4. elementary The selection result
The purpose of this research is to find the inhibitor that can directly block wild type CFTR chloride channel, therefore at first we make the CFTR chloride channel be in the continuous openness state with a kind of mixture (containing 5 μ M FSK, 100 μ M IBMX and 25 μ M APG) of activator.The screening concentration of chemical compound is 10 μ M.Chemical compound adds behind the 15min of back fast injection I in system -, and measure fluorescence kinetics variation (being the internal flow velocity of I-) situation (Fig. 1) in the cell.

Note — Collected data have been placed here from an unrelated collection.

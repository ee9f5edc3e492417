//! Extraction of configuration out of the scraped bootstrap page.
//!
//! The page embeds structured JSON blocks whose layout is owned by the
//! provider and changes without notice, so nothing here is allowed to be a
//! single point of failure: the anti-forgery token is located by an ordered
//! chain of independent strategies, each returning an optional match, and
//! the first success wins. Adding a strategy is the expected response to
//! the provider moving things around again.

use std::sync::LazyLock;

use regex::Regex;
use serde_json::Value;
use tracing::{debug, trace};

/// Named configuration containers looked up in the structured blocks.
pub const TOKEN_CONTAINER: &str = "DTSGInitialData";
pub const DEVICE_ID_CONTAINER: &str = "MqttWebDeviceID";
pub const REALTIME_CONFIG_CONTAINER: &str = "MqttWebConfig";
pub const CURRENT_USER_CONTAINER: &str = "CurrentUserInitialData";
pub const VERSION_CONTAINER: &str = "LSVersion";

static SCRIPT_BLOCK: LazyLock<Regex> = LazyLock::new(|| {
    Regex::new(r#"(?s)<script[^>]*type="application/json"[^>]*>(.*?)</script>"#)
        .expect("script block pattern is valid")
});

static FORM_TOKEN: LazyLock<Regex> = LazyLock::new(|| {
    Regex::new(r#"name="fb_dtsg" value="([^"]+)""#).expect("form token pattern is valid")
});

static RAW_JSON_TOKEN: LazyLock<Regex> = LazyLock::new(|| {
    Regex::new(r#"(?s)"DTSGInitialData".{0,200}?"token":"([^"]+)""#)
        .expect("raw token pattern is valid")
});

/// One independent way of locating a value in the scraped page.
pub trait ExtractStrategy: Send + Sync {
    fn name(&self) -> &'static str;
    fn extract(&self, html: &str, docs: &[Value]) -> Option<String>;
}

/// Walks the parsed structured blocks for the token container.
pub struct StructuredTokenStrategy;

impl ExtractStrategy for StructuredTokenStrategy {
    fn name(&self) -> &'static str {
        "structured-container"
    }

    fn extract(&self, _html: &str, docs: &[Value]) -> Option<String> {
        find_container(docs, TOKEN_CONTAINER)?
            .get("token")
            .and_then(Value::as_str)
            .map(str::to_string)
    }
}

/// Matches the hidden form input the page renders for non-script clients.
pub struct FormInputStrategy;

impl ExtractStrategy for FormInputStrategy {
    fn name(&self) -> &'static str {
        "form-input"
    }

    fn extract(&self, html: &str, _docs: &[Value]) -> Option<String> {
        FORM_TOKEN
            .captures(html)
            .map(|caps| caps[1].to_string())
    }
}

/// Matches the container's JSON text directly, for pages where the block
/// failed to parse as a whole.
pub struct RawJsonStrategy;

impl ExtractStrategy for RawJsonStrategy {
    fn name(&self) -> &'static str {
        "raw-json"
    }

    fn extract(&self, html: &str, _docs: &[Value]) -> Option<String> {
        RAW_JSON_TOKEN
            .captures(html)
            .map(|caps| caps[1].to_string())
    }
}

/// The ordered chain used for the anti-forgery token.
pub fn token_strategies() -> Vec<Box<dyn ExtractStrategy>> {
    vec![
        Box::new(StructuredTokenStrategy),
        Box::new(FormInputStrategy),
        Box::new(RawJsonStrategy),
    ]
}

/// Tries each strategy in order and takes the first success.
pub fn extract_first(
    strategies: &[Box<dyn ExtractStrategy>],
    html: &str,
    docs: &[Value],
) -> Option<String> {
    for strategy in strategies {
        if let Some(value) = strategy.extract(html, docs) {
            debug!(strategy = strategy.name(), "extraction succeeded");
            return Some(value);
        }
        trace!(strategy = strategy.name(), "extraction missed");
    }
    None
}

/// Parses every embedded structured-data block into a JSON document,
/// skipping blocks that fail to parse. One bad block never aborts the
/// bootstrap.
pub fn parse_script_documents(html: &str) -> Vec<Value> {
    SCRIPT_BLOCK
        .captures_iter(html)
        .filter_map(|caps| match serde_json::from_str(&caps[1]) {
            Ok(doc) => Some(doc),
            Err(e) => {
                debug!(error = %e, "skipping unparseable script block");
                None
            }
        })
        .collect()
}

/// Finds a named configuration container in the nested declaration arrays:
/// any array of the form `[name, deps, {config}, ...]` anywhere in the
/// documents. Returns the config object.
pub fn find_container<'a>(docs: &'a [Value], name: &str) -> Option<&'a Value> {
    docs.iter().find_map(|doc| find_in_value(doc, name))
}

fn find_in_value<'a>(value: &'a Value, name: &str) -> Option<&'a Value> {
    match value {
        Value::Array(items) => {
            if items.len() >= 3
                && items[0].as_str() == Some(name)
                && items[2].is_object()
            {
                return Some(&items[2]);
            }
            items.iter().find_map(|item| find_in_value(item, name))
        }
        Value::Object(map) => map.values().find_map(|item| find_in_value(item, name)),
        _ => None,
    }
}

/// Convenience for string fields inside a located container.
pub fn container_str(docs: &[Value], container: &str, field: &str) -> Option<String> {
    let value = find_container(docs, container)?.get(field)?;
    match value {
        Value::String(s) => Some(s.clone()),
        Value::Number(n) => Some(n.to_string()),
        _ => None,
    }
}

#[cfg(test)]
mod tests {
    use super::*;
    use serde_json::json;

    fn fixture_docs() -> Vec<Value> {
        vec![json!({
            "require": [
                ["ScheduledServerJS", "handle", null, [{
                    "__bbox": {
                        "require": [
                            ["DTSGInitialData", [], {"token": "AQz_structured:17"}, 3515],
                            ["MqttWebDeviceID", [], {"clientID": "device-abc"}, 5002],
                            ["MqttWebConfig", [], {
                                "endpoint": "wss://edge-chat.facebook.com/chat?region=odn",
                                "appID": 2220391788200892u64
                            }, 3790]
                        ]
                    }
                }]]
            ]
        })]
    }

    #[test]
    fn structured_strategy_walks_nested_declarations() {
        let docs = fixture_docs();
        let token = StructuredTokenStrategy.extract("", &docs).unwrap();
        assert_eq!(token, "AQz_structured:17");
    }

    #[test]
    fn form_input_strategy_matches_hidden_input() {
        let html = r#"<form><input type="hidden" name="fb_dtsg" value="AQz_form:9" /></form>"#;
        assert_eq!(
            FormInputStrategy.extract(html, &[]).unwrap(),
            "AQz_form:9"
        );
    }

    #[test]
    fn raw_json_strategy_survives_unparseable_blocks() {
        let html = r#"bla ["DTSGInitialData",[],{"token":"AQz_raw:3","async_get_token":"x"} garbage"#;
        assert_eq!(RawJsonStrategy.extract(html, &[]).unwrap(), "AQz_raw:3");
    }

    #[test]
    fn chain_prefers_the_structured_source() {
        let docs = fixture_docs();
        let html = r#"<input name="fb_dtsg" value="from-form" />"#;
        let token = extract_first(&token_strategies(), html, &docs).unwrap();
        assert_eq!(token, "AQz_structured:17");
    }

    #[test]
    fn chain_falls_back_in_order() {
        let html = r#"<input name="fb_dtsg" value="from-form" />"#;
        let token = extract_first(&token_strategies(), html, &[]).unwrap();
        assert_eq!(token, "from-form");
        assert!(extract_first(&token_strategies(), "nothing here", &[]).is_none());
    }

    #[test]
    fn script_documents_skip_bad_blocks() {
        let html = r#"
            <script type="application/json">{"ok": 1}</script>
            <script type="application/json">{broken</script>
            <script type="application/json">{"ok": 2}</script>
        "#;
        let docs = parse_script_documents(html);
        assert_eq!(docs.len(), 2);
        assert_eq!(docs[1]["ok"], 2);
    }

    #[test]
    fn container_str_handles_numeric_fields() {
        let docs = fixture_docs();
        assert_eq!(
            container_str(&docs, REALTIME_CONFIG_CONTAINER, "appID").unwrap(),
            "2220391788200892"
        );
        assert_eq!(
            container_str(&docs, DEVICE_ID_CONTAINER, "clientID").unwrap(),
            "device-abc"
        );
        assert!(container_str(&docs, "NoSuchContainer", "x").is_none());
    }
}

As negative control, more for a short time being illustrated in of the slope of curve measured compound activity big more (Fig. 2) under the concentration with the PBS saline solution of the mixture that contains activator for we.In 100,000 kinds of chemical compounds that screened, 99,995 chemical compounds when being 10 μ M, concentration are arranged to I -Not obviously influence of internal flow velocity (slope of curve reduces degree<10%), have 5 chemical compounds to make I -Internal flow velocity reduced 10-50%.The positive compound that is screened all has pyrimidine (sulfur) ketone compounds core texture, and (Fig. 3 a).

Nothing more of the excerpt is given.